• [REQUIRED WORK]
Lines with the word "there" are the answer; copy each of them from the data below.

____

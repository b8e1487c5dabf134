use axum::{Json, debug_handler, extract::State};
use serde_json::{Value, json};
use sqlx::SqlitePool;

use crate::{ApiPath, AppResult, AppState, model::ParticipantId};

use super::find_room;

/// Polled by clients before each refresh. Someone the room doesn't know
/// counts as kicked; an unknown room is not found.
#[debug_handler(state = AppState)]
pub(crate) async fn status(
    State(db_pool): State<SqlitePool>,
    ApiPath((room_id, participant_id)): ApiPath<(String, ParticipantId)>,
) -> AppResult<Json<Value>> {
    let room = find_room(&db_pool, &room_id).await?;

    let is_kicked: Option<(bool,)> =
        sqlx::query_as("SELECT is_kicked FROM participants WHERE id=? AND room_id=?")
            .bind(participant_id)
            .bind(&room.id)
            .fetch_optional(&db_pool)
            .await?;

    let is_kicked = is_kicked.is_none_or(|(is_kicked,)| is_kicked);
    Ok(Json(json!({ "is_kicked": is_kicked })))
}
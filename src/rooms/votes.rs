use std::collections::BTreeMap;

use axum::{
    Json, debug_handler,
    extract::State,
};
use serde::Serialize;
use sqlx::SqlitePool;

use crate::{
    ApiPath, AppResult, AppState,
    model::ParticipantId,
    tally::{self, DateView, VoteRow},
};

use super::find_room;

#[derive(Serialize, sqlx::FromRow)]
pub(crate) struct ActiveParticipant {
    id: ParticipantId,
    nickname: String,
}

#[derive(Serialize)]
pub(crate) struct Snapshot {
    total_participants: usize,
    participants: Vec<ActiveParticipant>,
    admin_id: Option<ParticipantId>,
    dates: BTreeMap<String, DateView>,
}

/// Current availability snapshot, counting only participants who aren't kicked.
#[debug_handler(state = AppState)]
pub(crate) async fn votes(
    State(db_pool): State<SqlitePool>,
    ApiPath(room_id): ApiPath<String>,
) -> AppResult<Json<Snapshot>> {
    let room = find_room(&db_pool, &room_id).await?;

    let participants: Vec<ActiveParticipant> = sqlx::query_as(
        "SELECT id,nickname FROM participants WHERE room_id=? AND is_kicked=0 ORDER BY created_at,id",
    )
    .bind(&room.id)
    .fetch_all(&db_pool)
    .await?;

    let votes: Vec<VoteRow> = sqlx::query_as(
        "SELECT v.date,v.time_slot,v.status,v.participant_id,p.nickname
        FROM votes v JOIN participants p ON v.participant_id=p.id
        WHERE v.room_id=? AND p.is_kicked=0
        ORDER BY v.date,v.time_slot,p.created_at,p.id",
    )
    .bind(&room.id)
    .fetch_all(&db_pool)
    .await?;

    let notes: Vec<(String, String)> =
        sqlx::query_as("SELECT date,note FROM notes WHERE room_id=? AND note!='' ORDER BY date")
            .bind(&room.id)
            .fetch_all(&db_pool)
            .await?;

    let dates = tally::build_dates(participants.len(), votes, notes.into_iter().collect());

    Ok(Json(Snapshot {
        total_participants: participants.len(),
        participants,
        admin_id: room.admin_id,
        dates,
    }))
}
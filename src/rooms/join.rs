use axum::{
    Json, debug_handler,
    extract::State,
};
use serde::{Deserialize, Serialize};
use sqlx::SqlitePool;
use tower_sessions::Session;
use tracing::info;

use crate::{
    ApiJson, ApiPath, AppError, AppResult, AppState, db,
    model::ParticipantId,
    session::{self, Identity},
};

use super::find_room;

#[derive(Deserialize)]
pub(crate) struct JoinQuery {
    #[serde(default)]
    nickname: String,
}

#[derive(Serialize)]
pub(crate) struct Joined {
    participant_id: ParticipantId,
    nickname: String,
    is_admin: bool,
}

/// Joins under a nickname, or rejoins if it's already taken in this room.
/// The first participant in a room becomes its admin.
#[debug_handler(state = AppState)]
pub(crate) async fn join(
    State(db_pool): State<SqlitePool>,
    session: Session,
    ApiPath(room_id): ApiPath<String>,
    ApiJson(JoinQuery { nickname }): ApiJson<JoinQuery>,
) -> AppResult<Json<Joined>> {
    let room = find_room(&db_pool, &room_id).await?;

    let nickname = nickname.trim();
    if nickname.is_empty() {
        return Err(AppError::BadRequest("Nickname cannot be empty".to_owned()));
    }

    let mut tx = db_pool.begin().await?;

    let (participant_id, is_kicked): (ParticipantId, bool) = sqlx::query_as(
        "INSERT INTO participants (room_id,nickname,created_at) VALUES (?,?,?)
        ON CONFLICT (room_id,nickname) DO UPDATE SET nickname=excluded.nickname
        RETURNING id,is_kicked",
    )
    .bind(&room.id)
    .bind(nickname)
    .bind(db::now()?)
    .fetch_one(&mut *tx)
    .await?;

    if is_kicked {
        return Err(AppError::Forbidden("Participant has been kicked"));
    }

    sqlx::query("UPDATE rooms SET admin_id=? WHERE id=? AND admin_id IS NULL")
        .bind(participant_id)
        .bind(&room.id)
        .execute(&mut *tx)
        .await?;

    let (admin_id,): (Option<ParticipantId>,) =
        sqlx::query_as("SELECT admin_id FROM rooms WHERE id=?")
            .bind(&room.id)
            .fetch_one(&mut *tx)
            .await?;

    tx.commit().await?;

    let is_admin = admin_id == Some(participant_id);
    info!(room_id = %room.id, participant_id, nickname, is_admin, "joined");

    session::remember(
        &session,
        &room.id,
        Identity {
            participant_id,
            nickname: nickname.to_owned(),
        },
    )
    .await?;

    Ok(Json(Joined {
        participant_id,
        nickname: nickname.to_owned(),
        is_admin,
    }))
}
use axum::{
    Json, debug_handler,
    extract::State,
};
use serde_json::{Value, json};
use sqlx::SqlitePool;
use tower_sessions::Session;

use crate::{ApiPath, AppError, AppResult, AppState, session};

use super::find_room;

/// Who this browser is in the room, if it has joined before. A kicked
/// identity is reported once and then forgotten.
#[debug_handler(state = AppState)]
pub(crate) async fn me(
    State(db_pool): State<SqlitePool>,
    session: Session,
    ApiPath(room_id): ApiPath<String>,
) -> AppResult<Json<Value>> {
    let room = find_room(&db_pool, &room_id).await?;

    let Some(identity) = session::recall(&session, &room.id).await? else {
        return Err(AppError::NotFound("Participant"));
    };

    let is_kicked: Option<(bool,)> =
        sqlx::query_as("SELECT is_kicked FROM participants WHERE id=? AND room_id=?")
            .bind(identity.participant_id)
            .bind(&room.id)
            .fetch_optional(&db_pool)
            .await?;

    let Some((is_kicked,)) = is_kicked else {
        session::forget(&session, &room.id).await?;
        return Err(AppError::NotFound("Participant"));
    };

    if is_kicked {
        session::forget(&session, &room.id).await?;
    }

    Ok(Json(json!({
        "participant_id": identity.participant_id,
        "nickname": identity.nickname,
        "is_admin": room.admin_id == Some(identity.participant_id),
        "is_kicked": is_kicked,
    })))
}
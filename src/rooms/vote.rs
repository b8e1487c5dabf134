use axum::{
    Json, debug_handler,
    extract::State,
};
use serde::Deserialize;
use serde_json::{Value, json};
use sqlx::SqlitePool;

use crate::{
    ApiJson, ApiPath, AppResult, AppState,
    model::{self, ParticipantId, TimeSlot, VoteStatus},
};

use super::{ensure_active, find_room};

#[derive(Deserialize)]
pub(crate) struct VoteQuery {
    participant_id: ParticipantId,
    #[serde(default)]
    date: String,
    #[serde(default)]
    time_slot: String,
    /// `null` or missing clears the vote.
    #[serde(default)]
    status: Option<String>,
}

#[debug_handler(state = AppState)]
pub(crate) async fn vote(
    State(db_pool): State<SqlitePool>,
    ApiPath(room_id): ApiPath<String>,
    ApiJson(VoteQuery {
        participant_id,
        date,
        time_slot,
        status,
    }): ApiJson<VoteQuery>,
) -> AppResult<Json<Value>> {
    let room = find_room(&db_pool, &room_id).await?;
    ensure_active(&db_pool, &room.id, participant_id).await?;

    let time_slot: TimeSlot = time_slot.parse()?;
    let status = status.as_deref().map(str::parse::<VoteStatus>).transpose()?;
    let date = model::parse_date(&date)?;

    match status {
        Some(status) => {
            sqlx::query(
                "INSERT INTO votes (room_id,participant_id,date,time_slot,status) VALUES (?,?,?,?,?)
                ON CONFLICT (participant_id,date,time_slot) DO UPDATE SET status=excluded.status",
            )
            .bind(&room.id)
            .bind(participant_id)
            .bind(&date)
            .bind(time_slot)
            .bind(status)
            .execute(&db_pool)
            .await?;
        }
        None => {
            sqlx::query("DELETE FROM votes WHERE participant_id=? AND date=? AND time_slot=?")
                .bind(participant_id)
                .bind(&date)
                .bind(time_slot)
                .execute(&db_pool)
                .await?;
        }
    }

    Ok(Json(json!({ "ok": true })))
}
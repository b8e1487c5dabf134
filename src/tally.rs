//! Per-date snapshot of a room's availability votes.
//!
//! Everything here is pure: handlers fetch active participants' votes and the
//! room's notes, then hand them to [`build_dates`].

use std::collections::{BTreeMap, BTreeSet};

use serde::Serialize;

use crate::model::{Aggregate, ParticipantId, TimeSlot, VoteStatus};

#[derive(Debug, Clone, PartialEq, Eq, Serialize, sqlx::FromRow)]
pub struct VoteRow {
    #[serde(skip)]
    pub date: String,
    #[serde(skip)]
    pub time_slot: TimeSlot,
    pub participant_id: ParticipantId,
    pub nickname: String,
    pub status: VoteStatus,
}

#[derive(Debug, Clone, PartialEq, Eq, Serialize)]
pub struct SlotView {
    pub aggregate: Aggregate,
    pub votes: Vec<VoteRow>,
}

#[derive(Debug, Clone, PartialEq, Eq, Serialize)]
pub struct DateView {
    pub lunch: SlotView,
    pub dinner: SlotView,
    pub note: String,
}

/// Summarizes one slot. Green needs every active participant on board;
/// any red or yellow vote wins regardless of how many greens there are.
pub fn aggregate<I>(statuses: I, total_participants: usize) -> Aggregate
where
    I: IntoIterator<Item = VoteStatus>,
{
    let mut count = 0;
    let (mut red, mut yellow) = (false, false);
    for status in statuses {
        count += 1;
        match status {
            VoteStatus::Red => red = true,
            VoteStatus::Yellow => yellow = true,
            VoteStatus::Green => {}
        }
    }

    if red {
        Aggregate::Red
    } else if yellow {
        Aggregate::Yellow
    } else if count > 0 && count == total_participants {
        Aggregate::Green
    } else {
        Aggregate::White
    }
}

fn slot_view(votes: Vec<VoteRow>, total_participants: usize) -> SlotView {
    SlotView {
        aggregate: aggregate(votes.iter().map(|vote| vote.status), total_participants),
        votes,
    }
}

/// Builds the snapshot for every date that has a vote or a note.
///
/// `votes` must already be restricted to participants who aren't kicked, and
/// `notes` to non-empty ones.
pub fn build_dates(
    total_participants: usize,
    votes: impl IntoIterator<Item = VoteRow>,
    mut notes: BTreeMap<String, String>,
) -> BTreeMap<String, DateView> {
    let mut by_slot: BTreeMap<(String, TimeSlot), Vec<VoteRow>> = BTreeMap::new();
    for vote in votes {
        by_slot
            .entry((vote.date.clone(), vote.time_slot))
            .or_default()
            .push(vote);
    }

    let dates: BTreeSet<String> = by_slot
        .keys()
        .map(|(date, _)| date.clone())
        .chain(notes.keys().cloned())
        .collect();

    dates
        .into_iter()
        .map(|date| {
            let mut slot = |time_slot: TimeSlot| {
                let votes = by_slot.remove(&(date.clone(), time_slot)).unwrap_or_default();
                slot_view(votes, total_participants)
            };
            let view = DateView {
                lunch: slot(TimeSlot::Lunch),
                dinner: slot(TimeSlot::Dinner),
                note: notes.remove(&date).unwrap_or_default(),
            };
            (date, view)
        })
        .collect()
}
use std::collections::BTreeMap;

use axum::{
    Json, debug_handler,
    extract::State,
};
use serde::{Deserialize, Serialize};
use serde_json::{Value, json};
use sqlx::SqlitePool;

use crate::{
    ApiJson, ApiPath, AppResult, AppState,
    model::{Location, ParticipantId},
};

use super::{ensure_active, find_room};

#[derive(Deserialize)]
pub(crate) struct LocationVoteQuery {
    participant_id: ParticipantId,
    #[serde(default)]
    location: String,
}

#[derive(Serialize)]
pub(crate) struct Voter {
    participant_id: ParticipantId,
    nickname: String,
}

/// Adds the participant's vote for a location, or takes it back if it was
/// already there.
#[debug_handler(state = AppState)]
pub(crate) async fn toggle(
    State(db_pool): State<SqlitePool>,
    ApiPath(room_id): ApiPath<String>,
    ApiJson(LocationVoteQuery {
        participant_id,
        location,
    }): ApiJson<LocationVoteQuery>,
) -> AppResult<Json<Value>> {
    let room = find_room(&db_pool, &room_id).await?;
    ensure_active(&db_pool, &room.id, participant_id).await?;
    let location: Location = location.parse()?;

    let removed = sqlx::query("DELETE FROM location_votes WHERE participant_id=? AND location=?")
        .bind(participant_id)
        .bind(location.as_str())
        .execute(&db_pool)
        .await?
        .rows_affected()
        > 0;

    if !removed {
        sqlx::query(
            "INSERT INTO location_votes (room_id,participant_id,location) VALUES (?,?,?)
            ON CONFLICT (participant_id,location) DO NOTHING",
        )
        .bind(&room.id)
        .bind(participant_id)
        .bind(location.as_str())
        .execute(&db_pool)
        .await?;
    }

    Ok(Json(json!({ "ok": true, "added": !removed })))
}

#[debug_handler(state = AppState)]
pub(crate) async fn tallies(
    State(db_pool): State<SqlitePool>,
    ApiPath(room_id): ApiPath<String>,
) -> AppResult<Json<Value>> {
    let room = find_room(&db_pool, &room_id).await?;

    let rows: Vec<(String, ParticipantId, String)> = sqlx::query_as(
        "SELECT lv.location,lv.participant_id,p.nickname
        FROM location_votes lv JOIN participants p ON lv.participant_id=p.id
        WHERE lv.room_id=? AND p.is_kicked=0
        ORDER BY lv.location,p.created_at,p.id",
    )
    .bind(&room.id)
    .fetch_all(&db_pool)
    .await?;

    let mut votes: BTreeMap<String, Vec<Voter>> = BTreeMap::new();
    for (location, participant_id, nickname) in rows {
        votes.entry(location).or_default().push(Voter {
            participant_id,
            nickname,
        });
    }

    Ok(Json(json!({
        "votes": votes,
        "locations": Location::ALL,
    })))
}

____

• [REPLY]
/// any red or yellow vote wins regardless of how many greens there are.
/// already there.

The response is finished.